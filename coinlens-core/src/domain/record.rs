//! MarketRecord — one tracked asset in a market snapshot.

use serde::{Deserialize, Serialize};

/// Upstream field names, in projection order.
pub const SOURCE_FIELDS: [&str; 6] = [
    "name",
    "symbol",
    "current_price",
    "market_cap",
    "total_volume",
    "price_change_percentage_24h",
];

/// Presentation labels, in the same order as [`SOURCE_FIELDS`].
///
/// This is also the column order of every exported table.
pub const COLUMN_LABELS: [&str; 6] = [
    "Cryptocurrency Name",
    "Symbol",
    "Current Price (USD)",
    "Market Cap (USD)",
    "24h Trading Volume (USD)",
    "24h Price Change (%)",
];

/// A single asset in the snapshot, projected down to the six tracked fields.
///
/// Values are USD except `price_change_percentage_24h`, which is a signed percent.
#[derive(Debug, Clone, PartialEq, Serialize, Deserialize)]
pub struct MarketRecord {
    pub name: String,
    pub symbol: String,
    pub current_price: f64,
    pub market_cap: f64,
    pub total_volume: f64,
    pub price_change_percentage_24h: f64,
}

/// Ordered collection of records, kept in source order.
#[derive(Debug, Clone, Default, PartialEq, Serialize, Deserialize)]
pub struct MarketTable {
    records: Vec<MarketRecord>,
}

impl MarketTable {
    pub fn new(records: Vec<MarketRecord>) -> Self {
        Self { records }
    }

    pub fn len(&self) -> usize {
        self.records.len()
    }

    pub fn is_empty(&self) -> bool {
        self.records.is_empty()
    }

    pub fn records(&self) -> &[MarketRecord] {
        &self.records
    }

    pub fn iter(&self) -> std::slice::Iter<'_, MarketRecord> {
        self.records.iter()
    }

    pub fn into_records(self) -> Vec<MarketRecord> {
        self.records
    }
}

impl FromIterator<MarketRecord> for MarketTable {
    fn from_iter<I: IntoIterator<Item = MarketRecord>>(iter: I) -> Self {
        Self::new(iter.into_iter().collect())
    }
}

impl<'a> IntoIterator for &'a MarketTable {
    type Item = &'a MarketRecord;
    type IntoIter = std::slice::Iter<'a, MarketRecord>;

    fn into_iter(self) -> Self::IntoIter {
        self.records.iter()
    }
}

/// A named metric/value row of the summary sheet.
#[derive(Debug, Clone, PartialEq, Serialize, Deserialize)]
pub struct SummaryStat {
    pub metric: String,
    pub value: f64,
}

impl SummaryStat {
    pub fn new(metric: impl Into<String>, value: f64) -> Self {
        Self {
            metric: metric.into(),
            value,
        }
    }
}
******************************
- **Exercise details**
From the records above, return each line where "IntoIterator" occurs.

- **Problem solution**
    fn from_iter<I: IntoIterator<Item = MarketRecord>>(iter: I) -> Self {
impl<'a> IntoIterator for &'a MarketTable {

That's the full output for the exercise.